### Data for processing
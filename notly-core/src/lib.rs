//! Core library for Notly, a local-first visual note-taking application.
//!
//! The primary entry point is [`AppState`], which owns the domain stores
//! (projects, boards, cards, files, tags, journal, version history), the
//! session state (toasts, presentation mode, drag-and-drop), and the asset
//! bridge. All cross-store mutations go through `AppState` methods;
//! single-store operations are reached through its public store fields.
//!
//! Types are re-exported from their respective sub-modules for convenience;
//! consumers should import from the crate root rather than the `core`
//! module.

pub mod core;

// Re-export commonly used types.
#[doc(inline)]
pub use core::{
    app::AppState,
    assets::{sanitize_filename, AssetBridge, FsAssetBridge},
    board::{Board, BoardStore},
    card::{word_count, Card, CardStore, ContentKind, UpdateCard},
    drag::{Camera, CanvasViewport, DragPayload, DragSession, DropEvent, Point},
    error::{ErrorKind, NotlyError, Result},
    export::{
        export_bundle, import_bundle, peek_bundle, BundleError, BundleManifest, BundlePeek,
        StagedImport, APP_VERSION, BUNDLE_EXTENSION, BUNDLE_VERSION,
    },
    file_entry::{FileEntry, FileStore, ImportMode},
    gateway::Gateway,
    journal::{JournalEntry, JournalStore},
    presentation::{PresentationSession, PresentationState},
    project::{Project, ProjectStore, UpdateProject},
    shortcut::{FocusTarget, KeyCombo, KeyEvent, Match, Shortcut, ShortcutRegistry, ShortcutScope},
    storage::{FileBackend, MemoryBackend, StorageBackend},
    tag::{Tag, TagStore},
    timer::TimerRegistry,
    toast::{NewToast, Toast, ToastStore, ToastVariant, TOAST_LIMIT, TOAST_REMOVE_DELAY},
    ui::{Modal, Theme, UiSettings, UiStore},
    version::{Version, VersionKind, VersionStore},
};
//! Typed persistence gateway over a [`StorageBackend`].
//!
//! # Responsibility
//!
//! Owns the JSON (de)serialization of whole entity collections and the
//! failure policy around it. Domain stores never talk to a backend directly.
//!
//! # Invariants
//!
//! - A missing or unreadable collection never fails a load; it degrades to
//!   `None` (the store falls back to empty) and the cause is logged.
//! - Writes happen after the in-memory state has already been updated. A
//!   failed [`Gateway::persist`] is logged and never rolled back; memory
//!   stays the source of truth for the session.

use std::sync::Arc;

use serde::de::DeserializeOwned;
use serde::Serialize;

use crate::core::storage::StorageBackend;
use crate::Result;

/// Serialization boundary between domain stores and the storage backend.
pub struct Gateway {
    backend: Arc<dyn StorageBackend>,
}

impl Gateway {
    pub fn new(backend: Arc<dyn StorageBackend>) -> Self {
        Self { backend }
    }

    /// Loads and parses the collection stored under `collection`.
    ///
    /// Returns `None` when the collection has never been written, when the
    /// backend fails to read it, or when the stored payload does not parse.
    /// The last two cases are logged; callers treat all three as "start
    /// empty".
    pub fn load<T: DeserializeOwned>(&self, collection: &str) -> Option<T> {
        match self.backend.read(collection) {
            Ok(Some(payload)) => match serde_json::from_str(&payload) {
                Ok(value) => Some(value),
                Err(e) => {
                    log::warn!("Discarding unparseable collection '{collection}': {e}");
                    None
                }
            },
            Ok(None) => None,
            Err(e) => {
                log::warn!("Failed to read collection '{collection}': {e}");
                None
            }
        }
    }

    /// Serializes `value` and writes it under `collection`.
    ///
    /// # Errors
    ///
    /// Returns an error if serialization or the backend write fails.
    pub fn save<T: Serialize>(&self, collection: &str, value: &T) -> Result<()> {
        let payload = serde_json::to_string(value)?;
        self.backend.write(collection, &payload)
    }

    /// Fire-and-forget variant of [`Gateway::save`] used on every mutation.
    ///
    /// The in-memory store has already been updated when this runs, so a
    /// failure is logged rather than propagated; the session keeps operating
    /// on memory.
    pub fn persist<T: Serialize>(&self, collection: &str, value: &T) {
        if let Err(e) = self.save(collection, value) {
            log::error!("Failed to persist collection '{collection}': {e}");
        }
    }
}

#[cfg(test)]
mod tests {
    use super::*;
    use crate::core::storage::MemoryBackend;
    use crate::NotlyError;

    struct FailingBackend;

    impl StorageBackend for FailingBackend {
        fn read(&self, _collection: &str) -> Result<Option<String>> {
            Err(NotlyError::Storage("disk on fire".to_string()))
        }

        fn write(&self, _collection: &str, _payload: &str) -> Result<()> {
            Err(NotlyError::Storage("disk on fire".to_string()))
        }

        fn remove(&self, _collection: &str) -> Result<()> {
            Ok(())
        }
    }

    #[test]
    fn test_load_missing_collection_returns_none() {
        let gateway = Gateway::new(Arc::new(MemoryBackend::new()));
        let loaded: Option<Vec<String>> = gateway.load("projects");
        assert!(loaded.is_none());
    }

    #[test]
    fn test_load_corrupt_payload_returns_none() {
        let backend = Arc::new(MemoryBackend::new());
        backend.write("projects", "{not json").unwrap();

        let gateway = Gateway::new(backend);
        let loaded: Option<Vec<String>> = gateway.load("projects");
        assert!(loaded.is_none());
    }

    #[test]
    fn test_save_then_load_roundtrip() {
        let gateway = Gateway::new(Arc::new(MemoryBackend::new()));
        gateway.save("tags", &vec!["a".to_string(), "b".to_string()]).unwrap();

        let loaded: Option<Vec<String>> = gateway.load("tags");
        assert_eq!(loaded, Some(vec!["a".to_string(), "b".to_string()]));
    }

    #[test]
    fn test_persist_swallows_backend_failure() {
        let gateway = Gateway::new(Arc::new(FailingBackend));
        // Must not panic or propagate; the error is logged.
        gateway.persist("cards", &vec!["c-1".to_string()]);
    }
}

--

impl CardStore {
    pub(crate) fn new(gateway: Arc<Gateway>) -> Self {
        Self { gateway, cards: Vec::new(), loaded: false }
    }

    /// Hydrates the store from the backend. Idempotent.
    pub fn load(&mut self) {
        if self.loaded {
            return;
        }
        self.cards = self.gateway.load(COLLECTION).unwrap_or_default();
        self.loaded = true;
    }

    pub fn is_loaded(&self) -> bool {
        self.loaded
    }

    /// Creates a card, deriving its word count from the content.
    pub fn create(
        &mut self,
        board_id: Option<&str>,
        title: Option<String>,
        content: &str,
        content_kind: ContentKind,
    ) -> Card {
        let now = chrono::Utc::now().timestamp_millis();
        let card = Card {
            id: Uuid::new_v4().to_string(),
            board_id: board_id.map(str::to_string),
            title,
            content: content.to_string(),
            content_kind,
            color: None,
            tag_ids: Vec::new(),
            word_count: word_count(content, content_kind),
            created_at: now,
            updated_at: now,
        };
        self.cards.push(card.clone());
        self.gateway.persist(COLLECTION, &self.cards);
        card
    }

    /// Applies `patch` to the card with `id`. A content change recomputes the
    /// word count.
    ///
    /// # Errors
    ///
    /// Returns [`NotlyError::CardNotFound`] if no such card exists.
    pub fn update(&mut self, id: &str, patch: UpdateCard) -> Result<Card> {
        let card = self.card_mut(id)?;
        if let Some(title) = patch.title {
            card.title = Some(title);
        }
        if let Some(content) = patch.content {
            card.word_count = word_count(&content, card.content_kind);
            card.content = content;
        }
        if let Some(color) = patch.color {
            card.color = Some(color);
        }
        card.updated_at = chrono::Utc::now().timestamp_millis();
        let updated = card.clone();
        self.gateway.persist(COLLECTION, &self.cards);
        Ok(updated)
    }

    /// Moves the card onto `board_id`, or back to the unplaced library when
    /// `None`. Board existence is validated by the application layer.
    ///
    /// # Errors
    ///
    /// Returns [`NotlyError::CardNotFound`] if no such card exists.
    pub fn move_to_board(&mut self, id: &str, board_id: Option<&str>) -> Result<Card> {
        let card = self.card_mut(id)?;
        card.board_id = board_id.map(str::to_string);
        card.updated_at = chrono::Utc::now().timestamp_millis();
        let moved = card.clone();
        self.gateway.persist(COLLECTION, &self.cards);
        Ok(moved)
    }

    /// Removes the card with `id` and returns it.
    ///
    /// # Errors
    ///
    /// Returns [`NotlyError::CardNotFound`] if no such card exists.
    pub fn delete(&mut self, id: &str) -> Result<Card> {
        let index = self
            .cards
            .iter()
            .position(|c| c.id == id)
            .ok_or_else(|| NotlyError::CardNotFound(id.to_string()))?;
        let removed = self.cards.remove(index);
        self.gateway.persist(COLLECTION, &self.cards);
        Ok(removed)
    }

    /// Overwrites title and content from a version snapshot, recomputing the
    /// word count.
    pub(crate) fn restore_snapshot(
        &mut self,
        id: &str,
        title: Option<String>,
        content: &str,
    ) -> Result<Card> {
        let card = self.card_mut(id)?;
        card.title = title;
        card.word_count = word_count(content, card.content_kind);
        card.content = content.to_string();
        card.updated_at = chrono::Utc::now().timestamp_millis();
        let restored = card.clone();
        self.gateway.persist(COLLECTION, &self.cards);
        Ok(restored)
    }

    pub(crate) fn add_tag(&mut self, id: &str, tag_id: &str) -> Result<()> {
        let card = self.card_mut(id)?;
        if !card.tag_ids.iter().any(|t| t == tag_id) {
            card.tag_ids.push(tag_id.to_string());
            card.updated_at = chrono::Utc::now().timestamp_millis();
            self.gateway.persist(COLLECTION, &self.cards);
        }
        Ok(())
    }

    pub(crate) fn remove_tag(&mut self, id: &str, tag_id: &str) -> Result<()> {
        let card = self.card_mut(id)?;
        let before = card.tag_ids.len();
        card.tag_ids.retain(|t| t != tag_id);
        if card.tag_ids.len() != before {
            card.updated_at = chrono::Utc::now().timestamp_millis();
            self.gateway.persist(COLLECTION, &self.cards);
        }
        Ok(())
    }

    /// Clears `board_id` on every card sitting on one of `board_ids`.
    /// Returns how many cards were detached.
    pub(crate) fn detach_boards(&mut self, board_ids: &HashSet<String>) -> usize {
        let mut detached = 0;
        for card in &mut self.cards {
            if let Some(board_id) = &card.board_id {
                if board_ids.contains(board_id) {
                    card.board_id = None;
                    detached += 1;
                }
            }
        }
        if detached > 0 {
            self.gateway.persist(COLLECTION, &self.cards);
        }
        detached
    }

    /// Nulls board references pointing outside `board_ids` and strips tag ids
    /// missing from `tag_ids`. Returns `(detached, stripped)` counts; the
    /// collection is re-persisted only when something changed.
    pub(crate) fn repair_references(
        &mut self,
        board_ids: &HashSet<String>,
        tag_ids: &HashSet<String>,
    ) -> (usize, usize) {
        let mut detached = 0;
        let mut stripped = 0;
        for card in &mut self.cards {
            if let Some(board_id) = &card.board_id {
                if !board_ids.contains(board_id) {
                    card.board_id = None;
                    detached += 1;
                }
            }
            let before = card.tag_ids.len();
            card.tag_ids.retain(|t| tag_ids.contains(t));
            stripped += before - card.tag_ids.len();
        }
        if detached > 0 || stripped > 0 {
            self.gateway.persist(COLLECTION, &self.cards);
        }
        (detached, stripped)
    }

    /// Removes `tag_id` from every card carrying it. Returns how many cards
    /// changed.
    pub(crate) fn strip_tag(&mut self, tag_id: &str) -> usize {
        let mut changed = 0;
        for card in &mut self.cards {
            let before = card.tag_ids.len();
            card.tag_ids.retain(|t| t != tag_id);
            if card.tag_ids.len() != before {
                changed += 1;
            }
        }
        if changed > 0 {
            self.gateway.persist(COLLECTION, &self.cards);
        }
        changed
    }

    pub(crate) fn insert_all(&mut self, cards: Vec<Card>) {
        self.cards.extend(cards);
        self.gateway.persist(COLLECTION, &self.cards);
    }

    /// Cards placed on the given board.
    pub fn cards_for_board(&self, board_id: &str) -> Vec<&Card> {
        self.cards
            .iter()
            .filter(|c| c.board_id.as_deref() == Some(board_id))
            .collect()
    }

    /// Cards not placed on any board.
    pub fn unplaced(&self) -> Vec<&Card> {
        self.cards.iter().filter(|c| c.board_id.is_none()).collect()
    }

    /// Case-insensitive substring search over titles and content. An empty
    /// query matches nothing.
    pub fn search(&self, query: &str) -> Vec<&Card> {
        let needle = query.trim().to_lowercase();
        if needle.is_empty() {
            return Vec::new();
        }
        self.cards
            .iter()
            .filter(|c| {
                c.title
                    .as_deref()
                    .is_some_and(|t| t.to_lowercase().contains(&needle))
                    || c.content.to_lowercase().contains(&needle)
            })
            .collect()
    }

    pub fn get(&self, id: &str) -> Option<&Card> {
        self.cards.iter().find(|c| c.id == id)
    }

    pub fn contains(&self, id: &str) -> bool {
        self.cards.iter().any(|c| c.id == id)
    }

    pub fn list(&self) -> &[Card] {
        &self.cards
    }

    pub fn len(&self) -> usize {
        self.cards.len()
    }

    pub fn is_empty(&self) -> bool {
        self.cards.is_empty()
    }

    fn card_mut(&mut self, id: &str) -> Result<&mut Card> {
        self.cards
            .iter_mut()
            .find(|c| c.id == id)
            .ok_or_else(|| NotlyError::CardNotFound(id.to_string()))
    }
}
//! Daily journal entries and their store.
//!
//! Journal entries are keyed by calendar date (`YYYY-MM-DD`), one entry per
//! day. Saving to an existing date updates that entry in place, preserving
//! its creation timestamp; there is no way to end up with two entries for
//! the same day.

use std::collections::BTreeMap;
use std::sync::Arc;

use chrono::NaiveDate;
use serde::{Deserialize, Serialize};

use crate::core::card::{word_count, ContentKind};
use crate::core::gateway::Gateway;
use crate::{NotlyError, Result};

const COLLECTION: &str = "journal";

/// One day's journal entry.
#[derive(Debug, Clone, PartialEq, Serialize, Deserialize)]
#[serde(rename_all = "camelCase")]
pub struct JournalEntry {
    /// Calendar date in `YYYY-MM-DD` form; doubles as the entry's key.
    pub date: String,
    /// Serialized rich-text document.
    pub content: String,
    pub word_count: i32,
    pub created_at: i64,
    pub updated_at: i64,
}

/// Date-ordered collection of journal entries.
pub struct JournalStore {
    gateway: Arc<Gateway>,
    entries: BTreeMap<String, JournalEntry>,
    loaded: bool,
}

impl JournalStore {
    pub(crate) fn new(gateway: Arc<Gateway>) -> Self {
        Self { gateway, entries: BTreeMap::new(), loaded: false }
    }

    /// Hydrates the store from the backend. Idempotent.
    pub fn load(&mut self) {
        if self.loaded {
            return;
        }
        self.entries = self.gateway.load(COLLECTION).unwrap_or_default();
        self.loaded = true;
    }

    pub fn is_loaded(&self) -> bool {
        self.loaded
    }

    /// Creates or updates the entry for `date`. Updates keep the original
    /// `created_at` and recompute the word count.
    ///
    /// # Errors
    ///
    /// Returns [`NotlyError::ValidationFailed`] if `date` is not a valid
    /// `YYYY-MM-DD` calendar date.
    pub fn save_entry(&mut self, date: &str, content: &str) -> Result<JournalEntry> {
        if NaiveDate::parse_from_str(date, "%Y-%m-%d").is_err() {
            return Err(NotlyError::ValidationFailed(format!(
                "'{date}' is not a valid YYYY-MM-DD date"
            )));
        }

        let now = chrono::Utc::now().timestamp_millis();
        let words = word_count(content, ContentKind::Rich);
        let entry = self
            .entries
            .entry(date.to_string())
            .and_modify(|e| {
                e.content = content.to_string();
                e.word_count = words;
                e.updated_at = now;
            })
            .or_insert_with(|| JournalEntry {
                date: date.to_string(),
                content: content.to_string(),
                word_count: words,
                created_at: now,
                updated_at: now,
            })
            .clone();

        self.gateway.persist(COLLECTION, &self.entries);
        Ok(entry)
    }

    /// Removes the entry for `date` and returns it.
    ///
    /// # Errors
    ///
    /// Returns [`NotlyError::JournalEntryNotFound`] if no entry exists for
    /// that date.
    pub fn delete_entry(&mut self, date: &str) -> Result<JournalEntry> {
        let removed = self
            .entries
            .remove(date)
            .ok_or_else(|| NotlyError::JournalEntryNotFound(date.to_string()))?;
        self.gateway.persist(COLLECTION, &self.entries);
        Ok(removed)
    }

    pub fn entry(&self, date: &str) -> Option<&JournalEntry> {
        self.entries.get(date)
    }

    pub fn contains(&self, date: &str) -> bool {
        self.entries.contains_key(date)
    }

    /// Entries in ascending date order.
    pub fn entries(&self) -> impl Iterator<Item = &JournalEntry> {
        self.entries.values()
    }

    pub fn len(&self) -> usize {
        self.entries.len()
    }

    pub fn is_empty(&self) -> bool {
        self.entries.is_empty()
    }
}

### Task statement
Read through the data above. Report each line that has the word "YYYY".

### Output of the exercise
//! Journal entries are keyed by calendar date (`YYYY-MM-DD`), one entry per
    /// Calendar date in `YYYY-MM-DD` form; doubles as the entry's key.
    /// `YYYY-MM-DD` calendar date.
                "'{date}' is not a valid YYYY-MM-DD date"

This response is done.